Uitspraak
RECHTBANK LIMBURG
1.[gedaagde 1] ,wonend [adres] ,[postcode] [woonplaats] ,
[gedaagde 2],
wonend [adres] ,
[postcode] [woonplaats] ,
1.De procedure
- de dagvaarding
- de conclusie van antwoord
- de conclusie van repliek
- de conclusie van dupliek.
Rechtbank Limburg
In deze zaak heeft de eisende partij, een vennootschap onder firma, een overeenkomst gesloten met de gedaagden voor het maken van foto’s en een film tijdens hun bruiloft, die oorspronkelijk gepland stond op 15 augustus 2020. De totale prijs voor de diensten was € 2.850,00, waarvan 75% voorafgaand aan de bruiloft en 25% na de bruiloft betaald zou worden. In de overeenkomst waren ook algemene voorwaarden opgenomen, waarin stond dat bij ontbinding van de overeenkomst de wederpartij 50% van de overeengekomen prijs verschuldigd was.
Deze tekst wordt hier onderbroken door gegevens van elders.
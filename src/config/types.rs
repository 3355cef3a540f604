use serde::{
    Deserialize,
    Serialize,
};
use thiserror::Error;

use crate::ir::TableOptions;

#[derive(Error, Debug, Clone, PartialEq, Eq)]
#[error("Configuration error in '{field_path}': {message}")]
pub struct ValidationError {
    /// JSON path to the field (e.g., "translationFiles.includePatterns[0]")
    pub field_path: String,
    pub message: String,
}

impl ValidationError {
    #[must_use]
    pub fn new(field_path: impl Into<String>, message: impl Into<String>) -> Self {
        Self { field_path: field_path.into(), message: message.into() }
    }
}

#[derive(Error, Debug)]
pub enum ConfigError {
    #[error("Configuration validation failed:\n{}", format_validation_errors(.0))]
    ValidationErrors(Vec<ValidationError>),

    #[error("Failed to load configuration file: {0}")]
    IoError(#[from] std::io::Error),

    #[error("Failed to parse configuration: {0}")]
    ParseError(#[from] serde_json::Error),
}

fn format_validation_errors(errors: &[ValidationError]) -> String {
    errors
        .iter()
        .enumerate()
        .map(|(i, err)| format!("  {}. {} - {}", i + 1, err.field_path, err.message))
        .collect::<Vec<_>>()
        .join("\n")
}

#[derive(Debug, Clone, Deserialize, Serialize, PartialEq, Eq)]
#[serde(rename_all = "camelCase", default)]
pub struct TranslatorSettings {
    pub translation_files: TranslationFilesConfig,

    /// Applied to every walked path, catalogs included.
    pub exclude_patterns: Vec<String>,

    /// Language priority when several catalogs are available.
    pub primary_languages: Option<Vec<String>>,

    /// Whether `type="unfinished"` translations are used for lookup.
    pub include_unfinished: bool,

    pub indexing: IndexingConfig,
    pub diagnostics: DiagnosticsConfig,
}

#[derive(Debug, Clone, Deserialize, Serialize, PartialEq, Eq)]
#[serde(rename_all = "camelCase", default)]
pub struct TranslationFilesConfig {
    pub include_patterns: Vec<String>,
    pub exclude_patterns: Vec<String>,
}

#[derive(Debug, Clone, Copy, Deserialize, Serialize, Default, PartialEq, Eq)]
#[serde(rename_all = "camelCase", default)]
pub struct IndexingConfig {
    /// Parallel loads while indexing.
    /// Default: 80% of CPU cores (minimum 1).
    pub num_threads: Option<usize>,
}

/// Severity assigned to a diagnostic kind.
#[derive(Debug, Clone, Copy, Deserialize, Serialize, PartialEq, Eq, PartialOrd, Ord, Hash)]
#[serde(rename_all = "lowercase")]
pub enum Severity {
    Error,
    Warning,
    Information,
    Hint,
    /// The check is disabled.
    Off,
}

impl Severity {
    #[must_use]
    pub const fn as_str(self) -> &'static str {
        match self {
            Self::Error => "error",
            Self::Warning => "warning",
            Self::Information => "information",
            Self::Hint => "hint",
            Self::Off => "off",
        }
    }
}

impl std::fmt::Display for Severity {
    fn fmt(&self, f: &mut std::fmt::Formatter<'_>) -> std::fmt::Result {
        f.write_str(self.as_str())
    }
}

#[derive(Debug, Clone, Copy, Deserialize, Serialize, PartialEq, Eq)]
#[serde(rename_all = "camelCase", default)]
pub struct DiagnosticsConfig {
    pub unfinished: Severity,
    pub empty_translation: Severity,
    pub conflicting_duplicate: Severity,
    pub placeholder_mismatch: Severity,
    pub accelerator_mismatch: Severity,
    pub language_mismatch: Severity,
}

impl Default for DiagnosticsConfig {
    fn default() -> Self {
        Self {
            unfinished: Severity::Information,
            empty_translation: Severity::Hint,
            conflicting_duplicate: Severity::Warning,
            placeholder_mismatch: Severity::Error,
            accelerator_mismatch: Severity::Warning,
            language_mismatch: Severity::Warning,
        }
    }
}

impl TranslatorSettings {
    /// Options for building translation tables from these settings.
    #[must_use]
    pub const fn table_options(&self) -> TableOptions {
        TableOptions { include_unfinished: self.include_unfinished }
    }

    /// # Errors
    /// - Required field is empty
    /// - Invalid glob pattern
    /// - Zero thread count
    pub fn validate(&self) -> Result<(), Vec<ValidationError>> {
        let mut errors = Vec::new();

        if self.translation_files.include_patterns.is_empty() {
            errors.push(ValidationError::new(
                "translationFiles.includePatterns",
                "At least one pattern is required. Example: [\"**/translations/**/*.ts\"]",
            ));
        }

        check_globs(
            "translationFiles.includePatterns",
            &self.translation_files.include_patterns,
            &mut errors,
        );
        check_globs(
            "translationFiles.excludePatterns",
            &self.translation_files.exclude_patterns,
            &mut errors,
        );
        check_globs("excludePatterns", &self.exclude_patterns, &mut errors);

        if let Some(languages) = &self.primary_languages {
            for (index, language) in languages.iter().enumerate() {
                if language.trim().is_empty() {
                    errors.push(ValidationError::new(
                        format!("primaryLanguages[{index}]"),
                        "The language code cannot be empty. Example: \"zh_CN\"",
                    ));
                }
            }
        }

        if self.indexing.num_threads == Some(0) {
            errors.push(ValidationError::new(
                "indexing.numThreads",
                "The thread count must be at least 1, or remove this field to use the default",
            ));
        }

        if errors.is_empty() { Ok(()) } else { Err(errors) }
    }
}

fn check_globs(field: &str, patterns: &[String], errors: &mut Vec<ValidationError>) {
    for (index, pattern) in patterns.iter().enumerate() {
        if let Err(e) = globset::Glob::new(pattern) {
            errors.push(ValidationError::new(
                format!("{field}[{index}]"),
                format!("Invalid glob pattern '{pattern}': {e}"),
            ));
        }
    }
}

impl Default for TranslationFilesConfig {
    fn default() -> Self {
        Self {
            include_patterns: vec![
                "**/translations/**/*.ts".to_string(),
                "**/i18n/**/*.ts".to_string(),
            ],
            exclude_patterns: Vec::new(),
        }
    }
}

impl Default for TranslatorSettings {
    fn default() -> Self {
        Self {
            translation_files: TranslationFilesConfig::default(),
            exclude_patterns: vec!["node_modules/**".to_string(), "target/**".to_string()],
            primary_languages: None,
            include_unfinished: true,
            indexing: IndexingConfig::default(),
            diagnostics: DiagnosticsConfig::default(),
        }
    }
}
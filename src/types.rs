//! Core types used throughout the project.

use std::fmt;
use std::str::FromStr;

/// Line reference of a `<location>` annotation.
///
/// `lupdate` writes absolute lines by default and `+N` / `-N` offsets when
/// run with `-locations relative`.
#[derive(Debug, Clone, Copy, PartialEq, Eq, Hash)]
pub enum LineNumber {
    Absolute(u32),
    Relative(i32),
}

impl FromStr for LineNumber {
    type Err = std::num::ParseIntError;

    fn from_str(s: &str) -> Result<Self, Self::Err> {
        if s.starts_with(['+', '-']) {
            s.parse::<i32>().map(Self::Relative)
        } else {
            s.parse::<u32>().map(Self::Absolute)
        }
    }
}

impl fmt::Display for LineNumber {
    fn fmt(&self, f: &mut fmt::Formatter<'_>) -> fmt::Result {
        match self {
            Self::Absolute(line) => write!(f, "{line}"),
            Self::Relative(offset) => write!(f, "{offset:+}"),
        }
    }
}

/// Provenance annotation of a message (file + line).
///
/// Documentation only: locations never take part in lookup and may be stale.
#[derive(Debug, Clone, PartialEq, Eq, Hash, Default)]
pub struct Location {
    /// `None` means "same file as the previous location" in relative mode.
    pub filename: Option<String>,
    pub line: Option<LineNumber>,
}

/// A location with relative references resolved.
#[derive(Debug, Clone, PartialEq, Eq, Hash)]
pub struct ResolvedLocation {
    pub filename: String,
    pub line: Option<u32>,
}

impl fmt::Display for ResolvedLocation {
    fn fmt(&self, f: &mut fmt::Formatter<'_>) -> fmt::Result {
        match self.line {
            Some(line) => write!(f, "{}:{line}", self.filename),
            None => f.write_str(&self.filename),
        }
    }
}

impl Location {
    #[must_use]
    pub fn new(filename: impl Into<String>, line: u32) -> Self {
        Self { filename: Some(filename.into()), line: Some(LineNumber::Absolute(line)) }
    }

    /// Resolves a sequence of locations, carrying the file name and line
    /// forward the way `lupdate` does for relative locations.
    ///
    /// The carried state spans the whole sequence passed in, so callers
    /// resolving a full document should pass every location in document
    /// order.
    #[must_use]
    pub fn resolve_all(locations: &[Self]) -> Vec<ResolvedLocation> {
        let mut current_file = String::new();
        let mut current_line: u32 = 0;

        locations
            .iter()
            .map(|location| {
                if let Some(filename) = &location.filename
                    && *filename != current_file
                {
                    current_file.clone_from(filename);
                    current_line = 0;
                }
                let line = match location.line {
                    Some(LineNumber::Absolute(line)) => Some(line),
                    Some(LineNumber::Relative(offset)) => {
                        Some(current_line.saturating_add_signed(offset))
                    }
                    None => None,
                };
                if let Some(line) = line {
                    current_line = line;
                }
                ResolvedLocation { filename: current_file.clone(), line }
            })
            .collect()
    }
}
In juni 2020 hebben de gedaagden laten weten de bruiloft te willen verplaatsen naar 3 juli 2021 vanwege de coronamaatregelen. Er is geprobeerd om een regeling te treffen, maar dit is niet gelukt. De eisende partij vorderde vervolgens betaling van € 1.425,00 aan hoofdsom en € 213,75 aan buitengerechtelijke incassokosten, vermeerderd met rente en kosten, op basis van de stelling dat er sprake was van een ontbinding van de overeenkomst.
De kantonrechter heeft geoordeeld dat de gedaagden niet geannuleerd hebben en dat er geen sprake is van een ontbinding zoals bedoeld in de algemene voorwaarden. De vordering van de eisende partij is afgewezen, en deze is veroordeeld in de proceskosten van de gedaagden, die zijn begroot op € 374,00. Het vonnis is uitvoerbaar bij voorraad verklaard.